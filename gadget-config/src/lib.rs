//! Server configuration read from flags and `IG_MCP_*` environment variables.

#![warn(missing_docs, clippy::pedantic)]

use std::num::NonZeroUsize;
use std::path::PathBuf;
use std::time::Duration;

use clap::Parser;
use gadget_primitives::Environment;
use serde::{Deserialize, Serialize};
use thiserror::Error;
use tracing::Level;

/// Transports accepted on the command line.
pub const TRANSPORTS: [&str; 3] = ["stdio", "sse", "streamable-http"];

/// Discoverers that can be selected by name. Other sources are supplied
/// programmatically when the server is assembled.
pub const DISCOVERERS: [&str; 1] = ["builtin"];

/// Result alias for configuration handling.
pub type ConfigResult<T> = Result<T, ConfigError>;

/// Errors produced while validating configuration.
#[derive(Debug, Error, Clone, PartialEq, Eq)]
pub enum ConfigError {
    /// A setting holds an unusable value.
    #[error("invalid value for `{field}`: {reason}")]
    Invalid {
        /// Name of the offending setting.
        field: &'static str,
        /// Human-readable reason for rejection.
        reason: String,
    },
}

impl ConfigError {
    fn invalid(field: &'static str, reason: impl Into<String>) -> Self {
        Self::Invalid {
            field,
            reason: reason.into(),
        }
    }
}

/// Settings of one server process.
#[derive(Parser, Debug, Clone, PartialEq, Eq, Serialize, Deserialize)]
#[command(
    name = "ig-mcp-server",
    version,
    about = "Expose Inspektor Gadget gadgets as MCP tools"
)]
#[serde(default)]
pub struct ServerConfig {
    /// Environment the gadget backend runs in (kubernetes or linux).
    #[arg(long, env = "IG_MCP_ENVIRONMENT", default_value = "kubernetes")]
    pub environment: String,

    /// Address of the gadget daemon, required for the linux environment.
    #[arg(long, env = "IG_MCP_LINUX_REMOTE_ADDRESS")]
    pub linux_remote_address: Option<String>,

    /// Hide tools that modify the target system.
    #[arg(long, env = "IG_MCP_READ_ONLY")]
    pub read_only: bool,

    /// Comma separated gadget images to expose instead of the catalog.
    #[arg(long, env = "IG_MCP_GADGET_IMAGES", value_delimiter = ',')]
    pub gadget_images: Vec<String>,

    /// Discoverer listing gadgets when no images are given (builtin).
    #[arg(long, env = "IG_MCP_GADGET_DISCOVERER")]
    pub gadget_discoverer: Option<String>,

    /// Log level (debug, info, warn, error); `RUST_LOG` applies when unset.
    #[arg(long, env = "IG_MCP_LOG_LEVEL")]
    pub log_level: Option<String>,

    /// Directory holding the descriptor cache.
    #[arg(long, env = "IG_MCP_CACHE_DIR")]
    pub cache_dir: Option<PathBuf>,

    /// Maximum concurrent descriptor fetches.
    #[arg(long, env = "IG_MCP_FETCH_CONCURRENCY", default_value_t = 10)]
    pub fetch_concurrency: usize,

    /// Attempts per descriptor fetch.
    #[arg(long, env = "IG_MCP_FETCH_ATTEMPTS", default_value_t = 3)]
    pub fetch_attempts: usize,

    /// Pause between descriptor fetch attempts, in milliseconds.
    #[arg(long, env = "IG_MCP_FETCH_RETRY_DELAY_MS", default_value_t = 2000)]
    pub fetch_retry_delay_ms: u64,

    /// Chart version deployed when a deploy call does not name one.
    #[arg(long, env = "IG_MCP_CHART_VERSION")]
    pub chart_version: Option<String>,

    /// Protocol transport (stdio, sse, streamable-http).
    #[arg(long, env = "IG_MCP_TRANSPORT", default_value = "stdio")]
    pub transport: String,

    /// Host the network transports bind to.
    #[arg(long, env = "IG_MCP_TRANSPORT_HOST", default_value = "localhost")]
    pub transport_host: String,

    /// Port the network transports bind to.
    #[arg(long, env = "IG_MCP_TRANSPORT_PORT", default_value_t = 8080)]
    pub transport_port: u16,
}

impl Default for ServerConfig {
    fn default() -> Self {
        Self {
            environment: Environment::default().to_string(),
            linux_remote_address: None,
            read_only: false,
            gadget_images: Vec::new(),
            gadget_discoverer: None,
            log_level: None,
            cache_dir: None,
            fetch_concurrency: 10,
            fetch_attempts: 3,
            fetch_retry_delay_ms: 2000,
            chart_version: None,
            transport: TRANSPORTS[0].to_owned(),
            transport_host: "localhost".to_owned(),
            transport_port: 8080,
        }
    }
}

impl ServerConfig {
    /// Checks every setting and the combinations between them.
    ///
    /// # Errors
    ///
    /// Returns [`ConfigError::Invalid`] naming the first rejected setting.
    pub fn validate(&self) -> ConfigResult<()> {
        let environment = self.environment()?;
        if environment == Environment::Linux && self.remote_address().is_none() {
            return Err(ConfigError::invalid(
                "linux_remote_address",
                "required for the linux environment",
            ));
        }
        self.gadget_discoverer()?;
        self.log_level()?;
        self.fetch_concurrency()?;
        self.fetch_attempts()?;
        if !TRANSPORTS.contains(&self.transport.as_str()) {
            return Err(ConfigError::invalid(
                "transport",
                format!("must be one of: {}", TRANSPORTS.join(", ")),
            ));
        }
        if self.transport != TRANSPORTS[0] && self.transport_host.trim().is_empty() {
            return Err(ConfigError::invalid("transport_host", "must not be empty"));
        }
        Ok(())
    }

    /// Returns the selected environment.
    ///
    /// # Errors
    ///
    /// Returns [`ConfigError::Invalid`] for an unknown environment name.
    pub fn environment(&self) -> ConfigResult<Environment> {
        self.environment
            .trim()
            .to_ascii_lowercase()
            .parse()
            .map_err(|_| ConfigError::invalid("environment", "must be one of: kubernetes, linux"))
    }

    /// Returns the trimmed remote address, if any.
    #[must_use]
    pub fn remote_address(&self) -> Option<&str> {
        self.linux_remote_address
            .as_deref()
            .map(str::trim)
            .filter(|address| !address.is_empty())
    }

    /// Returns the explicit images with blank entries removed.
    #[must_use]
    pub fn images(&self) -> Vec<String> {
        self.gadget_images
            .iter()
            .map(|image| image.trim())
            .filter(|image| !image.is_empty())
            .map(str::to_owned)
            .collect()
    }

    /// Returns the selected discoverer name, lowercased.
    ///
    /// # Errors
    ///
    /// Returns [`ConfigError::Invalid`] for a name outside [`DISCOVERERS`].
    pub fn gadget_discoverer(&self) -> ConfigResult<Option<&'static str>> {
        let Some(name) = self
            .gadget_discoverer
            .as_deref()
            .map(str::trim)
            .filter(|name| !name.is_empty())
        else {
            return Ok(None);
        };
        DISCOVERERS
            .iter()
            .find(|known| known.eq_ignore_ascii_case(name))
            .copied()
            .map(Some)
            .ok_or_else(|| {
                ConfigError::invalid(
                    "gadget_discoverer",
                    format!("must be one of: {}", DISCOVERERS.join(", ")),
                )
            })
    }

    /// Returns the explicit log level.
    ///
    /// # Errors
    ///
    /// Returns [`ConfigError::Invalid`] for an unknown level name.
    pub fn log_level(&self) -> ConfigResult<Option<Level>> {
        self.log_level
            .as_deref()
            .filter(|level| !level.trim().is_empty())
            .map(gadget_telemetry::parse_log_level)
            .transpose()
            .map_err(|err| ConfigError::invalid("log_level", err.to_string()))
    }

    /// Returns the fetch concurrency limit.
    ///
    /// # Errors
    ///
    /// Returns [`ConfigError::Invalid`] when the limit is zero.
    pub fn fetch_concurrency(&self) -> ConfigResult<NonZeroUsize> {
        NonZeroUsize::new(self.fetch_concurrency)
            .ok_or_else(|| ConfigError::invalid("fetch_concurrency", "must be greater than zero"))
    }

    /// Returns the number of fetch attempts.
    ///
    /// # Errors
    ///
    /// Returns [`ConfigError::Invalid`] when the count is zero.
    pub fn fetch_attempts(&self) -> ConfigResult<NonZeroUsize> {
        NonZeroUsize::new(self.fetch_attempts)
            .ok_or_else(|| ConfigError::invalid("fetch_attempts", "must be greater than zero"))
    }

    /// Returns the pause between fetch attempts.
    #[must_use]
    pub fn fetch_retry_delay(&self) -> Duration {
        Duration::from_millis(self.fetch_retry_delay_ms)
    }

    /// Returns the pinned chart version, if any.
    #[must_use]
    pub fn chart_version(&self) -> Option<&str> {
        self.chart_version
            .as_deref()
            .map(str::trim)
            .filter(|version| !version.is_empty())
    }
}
═══
What the exercise asks
Return only the lines from the beginning of the material up to and including the line with "pub const DISCOVERERS: [&str;", exactly as written.

Answer space
filename gadget-config/src/lib.rs
//! Server configuration read from flags and `IG_MCP_*` environment variables.

#![warn(missing_docs, clippy::pedantic)]

use std::num::NonZeroUsize;
use std::path::PathBuf;
use std::time::Duration;

use clap::Parser;
use gadget_primitives::Environment;
use serde::{Deserialize, Serialize};
use thiserror::Error;
use tracing::Level;

/// Transports accepted on the command line.
pub const TRANSPORTS: [&str; 3] = ["stdio", "sse", "streamable-http"];

/// Discoverers that can be selected by name. Other sources are supplied
/// programmatically when the server is assembled.
pub const DISCOVERERS: [&str; 1] = ["builtin"];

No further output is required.